Interrogé par Tribune Chrétienne, Monseigneur Dominique Rey replace d’ailleurs cette affaire dans un cadre plus large : « On constate actuellement une augmentation du nombre d’actes sacrilèges, de vandalisme, d’injures offensantes qui portent atteinte à l’intégrité des lieux de culte, ce qui scandalise et indigne les fidèles. Car ces lieux sont dédiés à la vie liturgique, à la prière, au recueillement et au silence. »

Cette déclaration résonne avec une force particulière alors que de nombreux fidèles affirment avoir ressenti, lors de cette Nuit Blanche, une véritable blessure spirituelle. Au-delà des débats artistiques ou culturels, c’est la finalité même d’une église qui est ici interrogée.

Evoquant la NUIT BLANCHE dans les églises parisiennes , Monseigneur Rey poursuit :

« L’Église ne peut être le réceptacle d’évènements, et de manifestations qui ne sont pas en rapport avec l’identité spirituelle et la destination cultuelle de ces lieux sacrés (églises, chapelle, oratoires, sanctuaires…). »

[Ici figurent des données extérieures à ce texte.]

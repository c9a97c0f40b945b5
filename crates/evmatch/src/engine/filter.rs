//! Hard-constraint filtering ahead of scoring.

use crate::catalog::{BodyType, VehicleRecord};
use crate::preferences::UserPreferences;

/// How far past the stated maximum budget a vehicle may stretch and still
/// be shown. Incentives frequently close a gap of this size.
const BUDGET_STRETCH: f64 = 1.1;

/// Drop every vehicle that violates a hard constraint. Order-preserving:
/// the survivors are a subsequence of the input.
pub fn filter_candidates<'a>(
    vehicles: &'a [VehicleRecord],
    prefs: &UserPreferences,
) -> Vec<&'a VehicleRecord> {
    let fallback_body_types = [BodyType::Sedan];
    let body_types: &[BodyType] = if prefs.body_types.is_empty() {
        &fallback_body_types
    } else {
        &prefs.body_types
    };

    vehicles
        .iter()
        .filter(|vehicle| {
            if vehicle.base_price > prefs.max_budget * BUDGET_STRETCH {
                return false;
            }
            if vehicle.base_price < prefs.min_budget {
                return false;
            }
            if !body_types.contains(&vehicle.body_type) {
                return false;
            }
            if vehicle.seats < prefs.min_seats {
                return false;
            }
            if prefs.needs_awd && !vehicle.awd {
                return false;
            }
            if prefs.needs_towing && vehicle.towing_capacity_kg < prefs.min_towing_kg {
                return false;
            }
            if prefs.excluded_brands.iter().any(|brand| brand == &vehicle.brand) {
                return false;
            }
            true
        })
        .collect()
}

Ces mots rappellent une évidence souvent oubliée : une église n’est ni une salle de spectacle, ni une galerie d’exposition, ni un espace culturel parmi d’autres. Elle est avant tout une maison de Dieu, consacrée à la célébration des mystères sacrés, à l’adoration et à la prière. Alors que le silence du diocèse de Paris se prolonge, cette prise de parole apparaît comme l’une des premières réactions épiscopales d’ampleur. Pour de nombreux catholiques, elle exprime ce qu’ils attendent depuis plusieurs jours : une défense claire et sans ambiguïté du caractère sacré des églises face à des profanations qui ne peuvent être minimisées ni relativisées.